◆ Exercise brief: Print all the entries verbatim.

◆ Data to use:
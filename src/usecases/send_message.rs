//! Use case for sending a message into a chat.
//!
//! One send is one atomic write batch: the message itself, the chat summary
//! and a relative increment of the receiver's unread counter.

use crate::domain::{
    chat::ChatFieldOp,
    ids::{ChatId, UserId},
    message::{preview_for, Message, MessageKind, NewMessage},
};

use super::{
    contracts::{DocumentStore, WriteBatch, WriteOp},
    error::{ChatError, ValidationError},
};

/// What the user is sending: typed text, or a reference produced by the
/// external upload widget.
#[derive(Debug, Clone, PartialEq, Eq)]
pub enum OutgoingContent {
    Text(String),
    /// `kind` is `None` when the widget did not classify the upload.
    Media { url: String, kind: Option<MessageKind> },
}

#[derive(Debug, Clone, PartialEq, Eq)]
pub struct SendMessageCommand {
    pub chat_id: ChatId,
    pub sender_id: UserId,
    pub receiver_id: UserId,
    pub content: OutgoingContent,
}

/// Validates `command` and builds the batch without touching the store.
pub fn build_send_batch(command: SendMessageCommand) -> Result<WriteBatch, ValidationError> {
    let (content, kind) = normalize(command.content)?;
    let preview = preview_for(&kind, &content);

    Ok(WriteBatch::new()
        .with(WriteOp::AddMessage(NewMessage {
            chat_id: command.chat_id.clone(),
            sender_id: command.sender_id,
            receiver_id: command.receiver_id.clone(),
            content,
            kind,
        }))
        .with(WriteOp::UpdateChat {
            chat_id: command.chat_id,
            ops: vec![
                ChatFieldOp::SetLastMessage { preview },
                ChatFieldOp::IncrementUnread {
                    participant: command.receiver_id,
                    by: 1,
                },
            ],
        }))
}

/// Sends a message and returns it as stored.
///
/// Validation happens before any store call. A store failure abandons the
/// send; nothing is retried here.
pub fn send_message(store: &dyn DocumentStore, command: SendMessageCommand) -> Result<Message, ChatError> {
    let chat_id = command.chat_id.clone();
    let batch = build_send_batch(command).inspect_err(|error| {
        tracing::debug!(chat_id = %chat_id, error = %error, "message rejected before send");
    })?;

    let outcome = store.commit(batch).inspect_err(|error| {
        tracing::warn!(
            code = "SEND_MESSAGE_FAILED",
            chat_id = %chat_id,
            error = %error,
            "message delivery failed"
        );
    })?;

    outcome.added.into_iter().next().ok_or_else(|| {
        tracing::warn!(
            code = "SEND_MESSAGE_FAILED",
            chat_id = %chat_id,
            "store committed a send batch without the message"
        );
        ChatError::Transport(super::contracts::StoreError::Rejected {
            code: "MISSING_MESSAGE".to_owned(),
        })
    })
}

fn normalize(content: OutgoingContent) -> Result<(String, MessageKind), ValidationError> {
    match content {
        OutgoingContent::Text(text) => {
            let text = text.trim();
            if text.is_empty() {
                return Err(ValidationError::EmptyMessage);
            }
            Ok((text.to_owned(), MessageKind::Text))
        }
        OutgoingContent::Media { url, kind } => {
            let url = url.trim();
            if !is_http_url(url) {
                return Err(ValidationError::InvalidMediaUrl);
            }
            let kind = match kind {
                Some(MessageKind::Text) => return Err(ValidationError::InvalidMediaUrl),
                Some(kind) => kind,
                None => MessageKind::classify_upload(url),
            };
            Ok((url.to_owned(), kind))
        }
    }
}

fn is_http_url(url: &str) -> bool {
    let lower = url.to_ascii_lowercase();
    ["http://", "https://"]
        .iter()
        .filter_map(|scheme| lower.strip_prefix(scheme))
        .any(|rest| !rest.is_empty())
}

#[cfg(test)]
mod tests {
    use super::*;
    use crate::{
        backend::memory_store::{FaultTarget, MemoryStore},
        test_support::{seeded_pair, uid},
        usecases::contracts::StoreError,
    };

    fn command(content: OutgoingContent) -> SendMessageCommand {
        SendMessageCommand {
            chat_id: ChatId::parse("alice_bob").expect("valid chat id"),
            sender_id: uid("alice"),
            receiver_id: uid("bob"),
            content,
        }
    }

    fn text(raw: &str) -> OutgoingContent {
        OutgoingContent::Text(raw.to_owned())
    }

    #[test]
    fn rejects_empty_message_text() {
        assert_eq!(
            build_send_batch(command(text(""))),
            Err(ValidationError::EmptyMessage)
        );
    }

    #[test]
    fn rejects_whitespace_only_message() {
        assert_eq!(
            build_send_batch(command(text("   \n\t  "))),
            Err(ValidationError::EmptyMessage)
        );
    }

    #[test]
    fn batch_carries_message_summary_and_relative_increment() {
        let batch = build_send_batch(command(text("  hi  "))).expect("valid text");

        assert_eq!(batch.len(), 2);
        match &batch.ops()[0] {
            WriteOp::AddMessage(message) => {
                assert_eq!(message.content, "hi");
                assert_eq!(message.kind, MessageKind::Text);
            }
            other => panic!("unexpected first op: {other:?}"),
        }
        match &batch.ops()[1] {
            WriteOp::UpdateChat { ops, .. } => assert_eq!(
                ops,
                &vec![
                    ChatFieldOp::SetLastMessage {
                        preview: "hi".to_owned()
                    },
                    ChatFieldOp::IncrementUnread {
                        participant: uid("bob"),
                        by: 1
                    },
                ]
            ),
            other => panic!("unexpected second op: {other:?}"),
        }
    }

    #[test]
    fn media_requires_http_url() {
        for url in ["", "ftp://x/a.png", "file:///tmp/a.png", "https://"] {
            assert_eq!(
                build_send_batch(command(OutgoingContent::Media {
                    url: url.to_owned(),
                    kind: None
                })),
                Err(ValidationError::InvalidMediaUrl),
                "failed for {url:?}"
            );
        }
    }

    #[test]
    fn unclassified_media_is_classified_from_url() {
        let batch = build_send_batch(command(OutgoingContent::Media {
            url: "HTTPS://cdn.example/clip.mp4".to_owned(),
            kind: None,
        }))
        .expect("valid media");

        match &batch.ops()[0] {
            WriteOp::AddMessage(message) => assert_eq!(message.kind, MessageKind::Video),
            other => panic!("unexpected first op: {other:?}"),
        }
    }

    #[test]
    fn send_appends_message_and_bumps_receiver_only() {
        let store = seeded_pair();

        let message = send_message(&store, command(text("hi"))).expect("send succeeds");

        assert_eq!(message.sender_id, uid("alice"));
        assert!(!message.read);
        let chat = store
            .get_chat(&message.chat_id)
            .expect("get chat")
            .expect("chat exists");
        assert_eq!(chat.unread_for(&uid("bob")), 1);
        assert_eq!(chat.unread_for(&uid("alice")), 0);
        assert_eq!(chat.last_message.as_deref(), Some("hi"));
        assert_eq!(chat.last_message_time, Some(message.timestamp));
    }

    #[test]
    fn transport_failure_leaves_no_partial_effect() {
        let store = seeded_pair();
        store.fail_next(FaultTarget::Commit);

        let result = send_message(&store, command(text("hi")));

        assert_eq!(result, Err(ChatError::Transport(StoreError::Unavailable)));
        let chat_id = ChatId::parse("alice_bob").expect("valid");
        assert!(store.messages_of(&chat_id).is_empty());
        let chat = store.get_chat(&chat_id).expect("get").expect("exists");
        assert_eq!(chat.unread_for(&uid("bob")), 0);
        assert_eq!(chat.last_message, None);
    }

    #[test]
    fn validation_failure_never_reaches_store() {
        let store = MemoryStore::new();

        let result = send_message(&store, command(text(" ")));

        assert_eq!(
            result,
            Err(ChatError::Validation(ValidationError::EmptyMessage))
        );
    }
}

◆ Expected answer:
filename src/usecases/send_message.rs
//! Use case for sending a message into a chat.
//!
//! One send is one atomic write batch: the message itself, the chat summary
//! and a relative increment of the receiver's unread counter.

use crate::domain::{
    chat::ChatFieldOp,
    ids::{ChatId, UserId},
    message::{preview_for, Message, MessageKind, NewMessage},
};

use super::{
    contracts::{DocumentStore, WriteBatch, WriteOp},
    error::{ChatError, ValidationError},
};

/// What the user is sending: typed text, or a reference produced by the
/// external upload widget.
#[derive(Debug, Clone, PartialEq, Eq)]
pub enum OutgoingContent {
    Text(String),
    /// `kind` is `None` when the widget did not classify the upload.
    Media { url: String, kind: Option<MessageKind> },
}

#[derive(Debug, Clone, PartialEq, Eq)]
pub struct SendMessageCommand {
    pub chat_id: ChatId,
    pub sender_id: UserId,
    pub receiver_id: UserId,
    pub content: OutgoingContent,
}

/// Validates `command` and builds the batch without touching the store.
pub fn build_send_batch(command: SendMessageCommand) -> Result<WriteBatch, ValidationError> {
    let (content, kind) = normalize(command.content)?;
    let preview = preview_for(&kind, &content);

    Ok(WriteBatch::new()
        .with(WriteOp::AddMessage(NewMessage {
            chat_id: command.chat_id.clone(),
            sender_id: command.sender_id,
            receiver_id: command.receiver_id.clone(),
            content,
            kind,
        }))
        .with(WriteOp::UpdateChat {
            chat_id: command.chat_id,
            ops: vec![
                ChatFieldOp::SetLastMessage { preview },
                ChatFieldOp::IncrementUnread {
                    participant: command.receiver_id,
                    by: 1,
                },
            ],
        }))
}

/// Sends a message and returns it as stored.
///
/// Validation happens before any store call. A store failure abandons the
/// send; nothing is retried here.
pub fn send_message(store: &dyn DocumentStore, command: SendMessageCommand) -> Result<Message, ChatError> {
    let chat_id = command.chat_id.clone();
    let batch = build_send_batch(command).inspect_err(|error| {
        tracing::debug!(chat_id = %chat_id, error = %error, "message rejected before send");
    })?;

    let outcome = store.commit(batch).inspect_err(|error| {
        tracing::warn!(
            code = "SEND_MESSAGE_FAILED",
            chat_id = %chat_id,
            error = %error,
            "message delivery failed"
        );
    })?;

    outcome.added.into_iter().next().ok_or_else(|| {
        tracing::warn!(
            code = "SEND_MESSAGE_FAILED",
            chat_id = %chat_id,
            "store committed a send batch without the message"
        );
        ChatError::Transport(super::contracts::StoreError::Rejected {
            code: "MISSING_MESSAGE".to_owned(),
        })
    })
}

fn normalize(content: OutgoingContent) -> Result<(String, MessageKind), ValidationError> {
    match content {
        OutgoingContent::Text(text) => {
            let text = text.trim();
            if text.is_empty() {
                return Err(ValidationError::EmptyMessage);
            }
            Ok((text.to_owned(), MessageKind::Text))
        }
        OutgoingContent::Media { url, kind } => {
            let url = url.trim();
            if !is_http_url(url) {
                return Err(ValidationError::InvalidMediaUrl);
            }
            let kind = match kind {
                Some(MessageKind::Text) => return Err(ValidationError::InvalidMediaUrl),
                Some(kind) => kind,
                None => MessageKind::classify_upload(url),
            };
            Ok((url.to_owned(), kind))
        }
    }
}

fn is_http_url(url: &str) -> bool {
    let lower = url.to_ascii_lowercase();
    ["http://", "https://"]
        .iter()
        .filter_map(|scheme| lower.strip_prefix(scheme))
        .any(|rest| !rest.is_empty())
}

#[cfg(test)]
mod tests {
    use super::*;
    use crate::{
        backend::memory_store::{FaultTarget, MemoryStore},
        test_support::{seeded_pair, uid},
        usecases::contracts::StoreError,
    };

    fn command(content: OutgoingContent) -> SendMessageCommand {
        SendMessageCommand {
            chat_id: ChatId::parse("alice_bob").expect("valid chat id"),
            sender_id: uid("alice"),
            receiver_id: uid("bob"),
            content,
        }
    }

    fn text(raw: &str) -> OutgoingContent {
        OutgoingContent::Text(raw.to_owned())
    }

    #[test]
    fn rejects_empty_message_text() {
        assert_eq!(
            build_send_batch(command(text(""))),
            Err(ValidationError::EmptyMessage)
        );
    }

    #[test]
    fn rejects_whitespace_only_message() {
        assert_eq!(
            build_send_batch(command(text("   \n\t  "))),
            Err(ValidationError::EmptyMessage)
        );
    }

    #[test]
    fn batch_carries_message_summary_and_relative_increment() {
        let batch = build_send_batch(command(text("  hi  "))).expect("valid text");

        assert_eq!(batch.len(), 2);
        match &batch.ops()[0] {
            WriteOp::AddMessage(message) => {
                assert_eq!(message.content, "hi");
                assert_eq!(message.kind, MessageKind::Text);
            }
            other => panic!("unexpected first op: {other:?}"),
        }
        match &batch.ops()[1] {
            WriteOp::UpdateChat { ops, .. } => assert_eq!(
                ops,
                &vec![
                    ChatFieldOp::SetLastMessage {
                        preview: "hi".to_owned()
                    },
                    ChatFieldOp::IncrementUnread {
                        participant: uid("bob"),
                        by: 1
                    },
                ]
            ),
            other => panic!("unexpected second op: {other:?}"),
        }
    }

    #[test]
    fn media_requires_http_url() {
        for url in ["", "ftp://x/a.png", "file:///tmp/a.png", "https://"] {
            assert_eq!(
                build_send_batch(command(OutgoingContent::Media {
                    url: url.to_owned(),
                    kind: None
                })),
                Err(ValidationError::InvalidMediaUrl),
                "failed for {url:?}"
            );
        }
    }

    #[test]
    fn unclassified_media_is_classified_from_url() {
        let batch = build_send_batch(command(OutgoingContent::Media {
            url: "HTTPS://cdn.example/clip.mp4".to_owned(),
            kind: None,
        }))
        .expect("valid media");

        match &batch.ops()[0] {
            WriteOp::AddMessage(message) => assert_eq!(message.kind, MessageKind::Video),
            other => panic!("unexpected first op: {other:?}"),
        }
    }

    #[test]
    fn send_appends_message_and_bumps_receiver_only() {
        let store = seeded_pair();

        let message = send_message(&store, command(text("hi"))).expect("send succeeds");

        assert_eq!(message.sender_id, uid("alice"));
        assert!(!message.read);
        let chat = store
            .get_chat(&message.chat_id)
            .expect("get chat")
            .expect("chat exists");
        assert_eq!(chat.unread_for(&uid("bob")), 1);
        assert_eq!(chat.unread_for(&uid("alice")), 0);
        assert_eq!(chat.last_message.as_deref(), Some("hi"));
        assert_eq!(chat.last_message_time, Some(message.timestamp));
    }

    #[test]
    fn transport_failure_leaves_no_partial_effect() {
        let store = seeded_pair();
        store.fail_next(FaultTarget::Commit);

        let result = send_message(&store, command(text("hi")));

        assert_eq!(result, Err(ChatError::Transport(StoreError::Unavailable)));
        let chat_id = ChatId::parse("alice_bob").expect("valid");
        assert!(store.messages_of(&chat_id).is_empty());
        let chat = store.get_chat(&chat_id).expect("get").expect("exists");
        assert_eq!(chat.unread_for(&uid("bob")), 0);
        assert_eq!(chat.last_message, None);
    }

    #[test]
    fn validation_failure_never_reaches_store() {
        let store = MemoryStore::new();

        let result = send_message(&store, command(text(" ")));

        assert_eq!(
            result,
            Err(ChatError::Validation(ValidationError::EmptyMessage))
        );
    }
}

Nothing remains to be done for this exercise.